The technical condition of the equity markets weakened with the selloff in late September. Despite the two week drop in prices the overbought condition has not been fully worked off. Sentiment, which had approached extreme optimism has reversed, which is important if the averages are to hold support. Market breadth deteriorated last week with a drop in the NYSE advance/decline ratio. Sector breath also weakened particularly in the information technology and energy sectors, which had been market leaders this summer.

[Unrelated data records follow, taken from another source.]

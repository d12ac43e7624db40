use crate::error::{StoreError, StoreResult};
use serde::Deserialize;
use sqlx::ConnectOptions;
use sqlx::sqlite::{SqliteConnectOptions, SqlitePool, SqlitePoolOptions};
use std::path::Path;
use std::str::FromStr;
use std::time::Duration;

/// Database connection configuration for SQLite
#[derive(Debug, Clone, PartialEq, Eq, Deserialize)]
#[serde(default)]
pub struct DatabaseConfig {
    /// Path to the SQLite database file
    pub database_path: String,

    /// Maximum number of connections in the pool
    pub max_connections: u32,

    /// Minimum number of idle connections to maintain
    pub min_connections: u32,

    /// Timeout for acquiring a connection from the pool, in milliseconds
    pub acquire_timeout_ms: u64,

    /// How long a write waits on a locked database, in milliseconds.
    ///
    /// This bounds how long a record write can stall the firmware tick.
    pub busy_timeout_ms: u64,

    /// Whether to create the database file if it doesn't exist
    pub create_if_missing: bool,

    /// Whether to run migrations on connection
    pub auto_migrate: bool,
}

impl Default for DatabaseConfig {
    fn default() -> Self {
        Self {
            database_path: "padlock.db".to_string(),
            max_connections: 2,
            min_connections: 1,
            acquire_timeout_ms: 5_000,
            busy_timeout_ms: 2_000,
            create_if_missing: true,
            auto_migrate: true,
        }
    }
}

impl DatabaseConfig {
    /// Create a new database configuration with the given path
    pub fn new(database_path: impl Into<String>) -> Self {
        Self {
            database_path: database_path.into(),
            ..Default::default()
        }
    }

    /// Set the maximum number of connections in the pool
    pub fn max_connections(mut self, max: u32) -> Self {
        self.max_connections = max;
        self
    }

    /// Set the minimum number of idle connections
    pub fn min_connections(mut self, min: u32) -> Self {
        self.min_connections = min;
        self
    }

    /// Set the busy timeout for locked writes
    pub fn busy_timeout(mut self, timeout: Duration) -> Self {
        self.busy_timeout_ms = u64::try_from(timeout.as_millis()).unwrap_or(u64::MAX);
        self
    }

    /// Set whether to create the database if it doesn't exist
    pub fn create_if_missing(mut self, create: bool) -> Self {
        self.create_if_missing = create;
        self
    }

    /// Set whether to run migrations automatically
    pub fn auto_migrate(mut self, migrate: bool) -> Self {
        self.auto_migrate = migrate;
        self
    }

    /// Check pool sizing before connecting.
    ///
    /// # Errors
    ///
    /// Returns `StoreError::Configuration` for an empty path, an empty pool or
    /// a minimum above the maximum.
    pub fn validate(&self) -> StoreResult<()> {
        if self.database_path.trim().is_empty() {
            return Err(StoreError::Configuration(
                "database_path must not be empty".to_string(),
            ));
        }
        if self.max_connections == 0 {
            return Err(StoreError::Configuration(
                "max_connections must be at least 1".to_string(),
            ));
        }
        if self.min_connections > self.max_connections {
            return Err(StoreError::Configuration(format!(
                "min_connections ({}) exceeds max_connections ({})",
                self.min_connections, self.max_connections
            )));
        }
        Ok(())
    }
}

/// Database connection pool wrapper
#[derive(Debug, Clone)]
pub struct Database {
    pool: SqlitePool,
}

impl Database {
    /// Create a new database connection pool with the given configuration
    ///
    /// # Example
    ///
    /// ```no_run
    /// use padlock_storage::connection::{Database, DatabaseConfig};
    ///
    /// # async fn example() -> Result<(), Box<dyn std::error::Error>> {
    /// let config = DatabaseConfig::new("padlock.db")
    ///     .max_connections(2)
    ///     .auto_migrate(true);
    ///
    /// let db = Database::new(config).await?;
    /// # Ok(())
    /// # }
    /// ```
    pub async fn new(config: DatabaseConfig) -> StoreResult<Self> {
        config.validate()?;

        // Create parent directory if it doesn't exist
        if let Some(parent) = Path::new(&config.database_path).parent()
            && !parent.as_os_str().is_empty()
            && !parent.exists()
        {
            std::fs::create_dir_all(parent).map_err(|e| {
                StoreError::Configuration(format!("Failed to create database directory: {}", e))
            })?;
        }

        let options = SqliteConnectOptions::from_str(&format!("sqlite://{}", config.database_path))
            .map_err(|e| StoreError::Configuration(format!("Invalid database path: {}", e)))?
            .create_if_missing(config.create_if_missing)
            .journal_mode(sqlx::sqlite::SqliteJournalMode::Wal)
            // A completed write must survive power loss.
            .synchronous(sqlx::sqlite::SqliteSynchronous::Full)
            .busy_timeout(Duration::from_millis(config.busy_timeout_ms))
            .disable_statement_logging();

        let pool = SqlitePoolOptions::new()
            .max_connections(config.max_connections)
            .min_connections(config.min_connections)
            .acquire_timeout(Duration::from_millis(config.acquire_timeout_ms))
            .connect_with(options)
            .await?;

        let db = Self { pool };

        if config.auto_migrate {
            db.migrate().await?;
        }

        tracing::debug!("Opened record database at {}", config.database_path);
        Ok(db)
    }

    /// Create an in-memory database (primarily for testing)
    ///
    /// # Example
    ///
    /// ```no_run
    /// use padlock_storage::connection::Database;
    ///
    /// # async fn example() -> Result<(), Box<dyn std::error::Error>> {
    /// let db = Database::in_memory().await?;
    /// # Ok(())
    /// # }
    /// ```
    pub async fn in_memory() -> StoreResult<Self> {
        let options = SqliteConnectOptions::from_str("sqlite::memory:")?;

        let pool = SqlitePoolOptions::new()
            .max_connections(1) // In-memory databases should use single connection
            .connect_with(options)
            .await?;

        let db = Self { pool };
        db.migrate().await?;

        Ok(db)
    }

    /// Run database migrations
    ///
    /// Executes all SQL migration files in the workspace `migrations/`
    /// directory, embedded at compile time by `sqlx::migrate!`.
    ///
    /// # Errors
    ///
    /// Returns error if migrations fail to execute.
    pub async fn migrate(&self) -> StoreResult<()> {
        sqlx::migrate!("../../migrations").run(&self.pool).await?;
        Ok(())
    }

    /// Get a reference to the underlying connection pool
    pub fn pool(&self) -> &SqlitePool {
        &self.pool
    }

    /// Close the database connection pool
    pub async fn close(&self) {
        self.pool.close().await;
    }

    /// Check if the database connection is healthy
    pub async fn health_check(&self) -> StoreResult<()> {
        sqlx::query("SELECT 1").execute(&self.pool).await?;
        Ok(())
    }
}
use crate::frame::{CommandFrame, Opcode};
use padlock_core::AccessKey;

/// Condition attached to a wireless unlock attempt.
#[derive(Debug, Clone, Copy, PartialEq, Eq, Hash)]
pub enum UnlockGate {
    /// Always compared against the stored key.
    Always,
    /// Only compared while the auto-close flag is set; ignored otherwise.
    AutoCloseEnabled,
}

/// A validated wireless command.
#[derive(Debug, Clone, Copy, PartialEq, Eq)]
pub enum Command {
    AttemptUnlock { key: AccessKey, gate: UnlockGate },
    /// Already unmasked.
    SetKey(AccessKey),
    SetAutoClose(bool),
}

impl Command {
    pub fn opcode(&self) -> Opcode {
        match self {
            Command::AttemptUnlock {
                gate: UnlockGate::Always,
                ..
            } => Opcode::Unlock,
            Command::AttemptUnlock {
                gate: UnlockGate::AutoCloseEnabled,
                ..
            } => Opcode::ConditionalUnlock,
            Command::SetKey(_) => Opcode::SetKey,
            Command::SetAutoClose(_) => Opcode::SetAutoClose,
        }
    }

    /// Encode back into the frame a peer would send.
    pub fn to_frame(&self) -> CommandFrame {
        match self {
            Command::AttemptUnlock {
                key,
                gate: UnlockGate::Always,
            } => CommandFrame::unlock(key),
            Command::AttemptUnlock {
                key,
                gate: UnlockGate::AutoCloseEnabled,
            } => CommandFrame::conditional_unlock(key),
            Command::SetKey(key) => CommandFrame::set_key(key),
            Command::SetAutoClose(enabled) => CommandFrame::set_auto_close(*enabled),
        }
    }
}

Although many of the negative divergences that were present a month ago have clear up, the Dow Transports remain problematic due to their failure to match the action in the Dow Industrials. Of somewhat greater concern is the fact that following last week’s action most of the averages are now trading below levels seen when Bernanke introduced unlimited money printing. As a result resistance is at 1470 using the S&P 500 and 850 using the Russell 2000. The bottom line is stocks enter the new month facing election year uncertainty and deteriorating economic fundamentals. Aggressive new buying should wait for sentiment to turn more cautious and stocks to enter the support zone, which is considered to be 1385 to 1425 using the S&P 500.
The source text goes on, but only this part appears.